Right now when the needs of a vdr extension goes beyond core SVDRP capabilities a different approach is being used by the each extensions. Prominent examples are: - vdradmin (using native SVDRP and suffering from its performance, optional use of direct file access to epg data) - live-plugin (integrating into vdr as plugin) - vdr iphone remote (using native SVDRP and due the bad performance and encryption capabilities an optional web-based interface) (and I'm sure there are more)
While this is not bad per se there is obviously room for improvement. So my idea was to introduce a new standardized interface to VDR (either as plugin or native SVDRP commands) to plugins/extensions offering: - encryption (to be able to use it remotely in a more secure fashion) - compression (to overcome performance limitations especially when large amount of epg data have to be transferred) - and optionally authentication for obvious reasons
Now I would like to start a few discussions related to this topic, the ones that come to my mind mind first are: - Should this be implemented as plugin or in core vdr as svdrp extension? - Would Klaus accept patches if this will be native SVDRP? - Are developers/maintainers of current or feature plugins/extensions interested in such a solution? - What technical implementation would make most sense? - Who would be willing to contribute to such a project?
For the first step I was thinking about adding a "STARTTLS" command to core vdr (as patch) handling encryption and maybe also tranparent compression. This taks should be fairly easy as we could borrow ideas or even code from existing projects using STARTTLS (like mail servers). Authentication however would require a major redesign as far as I can tell.
German version of this discussion can be found here: http://www.vdrportal.de/board/thread.php?threadid=101357
Thanks for your feedback, Christian
On 12.11.2010 17:04, Christian Tramnitz wrote:
Right now when the needs of a vdr extension goes beyond core SVDRP capabilities a different approach is being used by the each extensions. Prominent examples are:
- vdradmin (using native SVDRP and suffering from its performance,
optional use of direct file access to epg data)
- live-plugin (integrating into vdr as plugin)
- vdr iphone remote (using native SVDRP and due the bad performance and
encryption capabilities an optional web-based interface) (and I'm sure there are more)
While this is not bad per se there is obviously room for improvement.
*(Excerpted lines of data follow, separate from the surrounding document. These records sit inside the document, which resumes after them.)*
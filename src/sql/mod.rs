mod dialect;
mod placeholders;

pub use dialect::Dialect;
pub(crate) use placeholders::is_placeholder_byte;
pub use placeholders::{compile, CompiledSql, NamedSql};
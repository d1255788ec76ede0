use std::fmt;
use std::str::FromStr;

use crate::error::{DbLibError, Result};
use crate::sql::{is_placeholder_byte, Dialect};
use crate::types::{BindMap, SqlValue};

/// What a data set will be used to build.
#[derive(Debug, Clone, Copy, PartialEq, Eq)]
pub enum DataSetKind {
    /// Columns listed verbatim, for `INSERT`.
    Insert,
    /// `` `column` = :column `` assignments, for `UPDATE`.
    Manipulate,
}

impl DataSetKind {
    pub fn as_str(&self) -> &'static str {
        match self {
            DataSetKind::Insert => "insert",
            DataSetKind::Manipulate => "manipulate",
        }
    }
}

impl fmt::Display for DataSetKind {
    fn fmt(&self, f: &mut fmt::Formatter<'_>) -> fmt::Result {
        f.write_str(self.as_str())
    }
}

impl FromStr for DataSetKind {
    type Err = DbLibError;

    fn from_str(s: &str) -> Result<Self> {
        match s {
            "insert" => Ok(DataSetKind::Insert),
            "manipulate" => Ok(DataSetKind::Manipulate),
            other => Err(DbLibError::InvalidDataSetKind(other.to_string())),
        }
    }
}

/// A built statement: SQL with named placeholders plus the values to bind.
///
/// Remembers the dialect it was rendered for and how it was built, so it can
/// be rendered again for a connection that speaks a different dialect.
#[derive(Debug, Clone, PartialEq)]
pub struct Statement {
    sql: String,
    binds: BindMap,
    dialect: Dialect,
    shape: Shape,
}

impl Statement {
    /// `` DELETE FROM `table` WHERE `column` = <value>; `` in the MySQL dialect.
    pub fn delete(table: &str, column: &str, value: impl Into<SqlValue>) -> Result<Self> {
        Self::delete_with_dialect(Dialect::default(), table, column, value)
    }

    pub fn delete_with_dialect(
        dialect: Dialect,
        table: &str,
        column: &str,
        value: impl Into<SqlValue>,
    ) -> Result<Self> {
        let mut binds = BindMap::new();
        let filter = Filter::new(column, value.into(), &mut binds)?;
        let shape = Shape::Delete {
            table: table.to_string(),
            filter,
        };
        Ok(Self::render(shape, binds, dialect))
    }

    pub fn sql(&self) -> &str {
        &self.sql
    }

    pub fn binds(&self) -> &BindMap {
        &self.binds
    }

    pub fn dialect(&self) -> Dialect {
        self.dialect
    }

    /// Renders the same statement for `dialect`. Binds are unchanged.
    pub fn with_dialect(self, dialect: Dialect) -> Self {
        if self.dialect == dialect {
            return self;
        }
        Self::render(self.shape, self.binds, dialect)
    }

    fn render(shape: Shape, binds: BindMap, dialect: Dialect) -> Self {
        Self {
            sql: shape.to_sql(dialect),
            binds,
            dialect,
            shape,
        }
    }
}

#[derive(Debug, Clone, PartialEq)]
enum Shape {
    Insert {
        table: String,
        columns: Vec<String>,
        placeholders: Vec<String>,
    },
    Update {
        table: String,
        columns: Vec<String>,
        filter: Filter,
    },
    Delete {
        table: String,
        filter: Filter,
    },
}

impl Shape {
    fn to_sql(&self, dialect: Dialect) -> String {
        match self {
            Shape::Insert {
                table,
                columns,
                placeholders,
            } => format!(
                "INSERT INTO {}({}) {} ({})",
                dialect.quote_identifier(table),
                columns.join(", "),
                dialect.values_keyword(),
                placeholders.join(", ")
            ),
            Shape::Update {
                table,
                columns,
                filter,
            } => format!(
                "UPDATE {} SET {} WHERE {}",
                dialect.quote_identifier(table),
                set_list(dialect, columns).join(", "),
                filter.to_sql(dialect)
            ),
            Shape::Delete { table, filter } => format!(
                "DELETE FROM {} WHERE {};",
                dialect.quote_identifier(table),
                filter.to_sql(dialect)
            ),
        }
    }
}

/// The single-column WHERE of an update or delete.
#[derive(Debug, Clone, PartialEq)]
struct Filter {
    column: String,
    value: FilterValue,
}

#[derive(Debug, Clone, PartialEq)]
enum FilterValue {
    Inline(i64),
    IsNull,
    Bound(String),
}

impl Filter {
    /// Integers are written inline, NULL becomes `IS NULL`, and anything else
    /// is added to `binds` as `:where_<column>`.
    fn new(column: &str, value: SqlValue, binds: &mut BindMap) -> Result<Self> {
        validate_identifier(column)?;

        let value = match value {
            SqlValue::Int32(i) => FilterValue::Inline(i64::from(i)),
            SqlValue::Int64(i) => FilterValue::Inline(i),
            SqlValue::Null => FilterValue::IsNull,
            value => {
                let placeholder = format!(":where_{}", column);
                if binds.contains(&placeholder) {
                    return Err(DbLibError::BindFailed(format!(
                        "placeholder {} is already used by the data set",
                        placeholder
                    )));
                }
                binds.insert(&placeholder, value);
                FilterValue::Bound(placeholder)
            }
        };

        Ok(Self {
            column: column.to_string(),
            value,
        })
    }

    fn to_sql(&self, dialect: Dialect) -> String {
        let quoted = dialect.quote_identifier(&self.column);
        match &self.value {
            FilterValue::Inline(i) => format!("{} = {}", quoted, i),
            FilterValue::IsNull => format!("{} IS NULL", quoted),
            FilterValue::Bound(placeholder) => format!("{} = {}", quoted, placeholder),
        }
    }
}

fn set_list(dialect: Dialect, columns: &[String]) -> Vec<String> {
    columns
        .iter()
        .map(|c| format!("{} = :{}", dialect.quote_identifier(c), c))
        .collect()
}

/// Column/value input captured for exactly one INSERT or UPDATE.
///
/// Built in one call and never mutated afterwards, so a data set can't leak
/// columns from a previous statement into the next one.
#[derive(Debug, Clone, PartialEq)]
pub struct DataSet {
    kind: DataSetKind,
    dialect: Dialect,
    columns: Vec<String>,
    binds: BindMap,
}

impl DataSet {
    /// Captures `values` in iteration order. Keys must be `[A-Za-z0-9_]+`
    /// since each doubles as a placeholder name. A repeated key keeps its
    /// first position and takes the last value.
    pub fn new<I, K, V>(kind: DataSetKind, values: I) -> Result<Self>
    where
        I: IntoIterator<Item = (K, V)>,
        K: AsRef<str>,
        V: Into<SqlValue>,
    {
        let mut columns: Vec<String> = Vec::new();
        let mut binds = BindMap::new();

        for (key, value) in values {
            let key = key.as_ref();
            validate_identifier(key)?;
            if !columns.iter().any(|c| c == key) {
                columns.push(key.to_string());
            }
            binds.insert(key, value);
        }

        if columns.is_empty() {
            return Err(DbLibError::EmptyDataSet);
        }

        Ok(Self {
            kind,
            dialect: Dialect::default(),
            columns,
            binds,
        })
    }

    /// Use `dialect` for identifier quoting and the insert keyword.
    pub fn with_dialect(mut self, dialect: Dialect) -> Self {
        self.dialect = dialect;
        self
    }

    pub fn kind(&self) -> DataSetKind {
        self.kind
    }

    pub fn binds(&self) -> &BindMap {
        &self.binds
    }

    /// Column fragments in input order: bare names for insert,
    /// `` `name` = :name `` for manipulate.
    pub fn assignments(&self) -> Vec<String> {
        match self.kind {
            DataSetKind::Insert => self.columns.clone(),
            DataSetKind::Manipulate => set_list(self.dialect, &self.columns),
        }
    }

    /// `` INSERT INTO `table`(c1, c2) VALUE (:c1, :c2) ``
    pub fn insert(&self, table: &str) -> Result<Statement> {
        self.expect_kind(DataSetKind::Insert, "insert")?;

        let shape = Shape::Insert {
            table: table.to_string(),
            columns: self.columns.clone(),
            placeholders: self.binds.keys().map(str::to_string).collect(),
        };
        Ok(Statement::render(shape, self.binds.clone(), self.dialect))
    }

    /// `` UPDATE `table` SET `c1` = :c1 WHERE `column` = <value> ``
    ///
    /// Integer WHERE values are written inline, NULL becomes `IS NULL`, and
    /// anything else is bound as `:where_<column>`:
    ///
    /// ```
    /// use dblib::{DataSet, DataSetKind};
    ///
    /// let set = DataSet::new(DataSetKind::Manipulate, [("row1", 10)])?;
    /// assert_eq!(
    ///     set.update("test", "row1", 5)?.sql(),
    ///     "UPDATE `test` SET `row1` = :row1 WHERE `row1` = 5"
    /// );
    /// assert_eq!(
    ///     set.update("test", "row1", "5")?.sql(),
    ///     "UPDATE `test` SET `row1` = :row1 WHERE `row1` = :where_row1"
    /// );
    /// # Ok::<(), dblib::DbLibError>(())
    /// ```
    pub fn update(
        &self,
        table: &str,
        where_column: &str,
        where_value: impl Into<SqlValue>,
    ) -> Result<Statement> {
        self.expect_kind(DataSetKind::Manipulate, "update")?;

        let mut binds = self.binds.clone();
        let filter = Filter::new(where_column, where_value.into(), &mut binds)?;
        let shape = Shape::Update {
            table: table.to_string(),
            columns: self.columns.clone(),
            filter,
        };
        Ok(Statement::render(shape, binds, self.dialect))
    }

    fn expect_kind(&self, expected: DataSetKind, statement: &'static str) -> Result<()> {
        if self.kind != expected {
            return Err(DbLibError::DataSetKindMismatch {
                kind: self.kind.as_str(),
                statement,
            });
        }
        Ok(())
    }
}

fn validate_identifier(name: &str) -> Result<()> {
    if name.is_empty() || !name.bytes().all(is_placeholder_byte) {
        return Err(DbLibError::InvalidIdentifier(name.to_string()));
    }
    Ok(())
}
//! dblib - A thin convenience layer over MySQL and PostgreSQL clients
//!
//! # Example
//! ```ignore
//! use dblib::{BindMap, DataSet, DataSetKind, DbLib, Row};
//!
//! // Connect using a JSON config file
//! let db = DbLib::from_config_file("dblib.json").await?;
//! let executor = db.executor();
//!
//! // Build and run an INSERT
//! let statement = DataSet::new(DataSetKind::Insert, [("name", "John"), ("city", "Oslo")])?
//!     .insert("clients")?;
//! executor.execute_statement(&statement).await?;
//!
//! // Fetch rows as column/value maps
//! let row: Option<Row> = executor
//!     .execute_bound_single_return(
//!         "SELECT * FROM `clients` WHERE `name` = :name",
//!         &BindMap::new().with("name", "John"),
//!     )
//!     .await?;
//! ```

pub mod builders;
pub mod config;
pub mod drivers;
pub mod error;
pub mod executor;
pub mod prepared;
pub mod sql;
pub mod traits;
pub mod types;

mod client;

// Re-export main types for convenient access
pub use builders::{DataSet, DataSetKind, Statement};
pub use client::DbLib;
pub use config::{load_config, ConnectionConfig, ConnectionOptions, DriverKind};
pub use error::{DbLibError, Result};
pub use executor::Executor;
pub use prepared::PreparedStatements;
pub use sql::Dialect;
pub use traits::DatabaseDriver;
pub use types::{BindMap, FromRow, QueryResult, RawQueryResult, Row, SqlValue};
So my idea was to introduce a new standardized interface to VDR (either as plugin or native SVDRP commands) to plugins/extensions offering:
- encryption (to be able to use it remotely in a more secure fashion)
- compression (to overcome performance limitations especially when large
amount of epg data have to be transferred)
- and optionally authentication for obvious reasons
Now I would like to start a few discussions related to this topic, the ones that come to my mind mind first are:
- Should this be implemented as plugin or in core vdr as svdrp extension?
- Would Klaus accept patches if this will be native SVDRP?
No. If at all, this has to go into a plugin.
- Are developers/maintainers of current or feature plugins/extensions
interested in such a solution?
- What technical implementation would make most sense?
- Who would be willing to contribute to such a project?
For the first step I was thinking about adding a "STARTTLS" command to core vdr (as patch) handling encryption and maybe also tranparent compression. This taks should be fairly easy as we could borrow ideas or even code from existing projects using STARTTLS (like mail servers). Authentication however would require a major redesign as far as I can tell.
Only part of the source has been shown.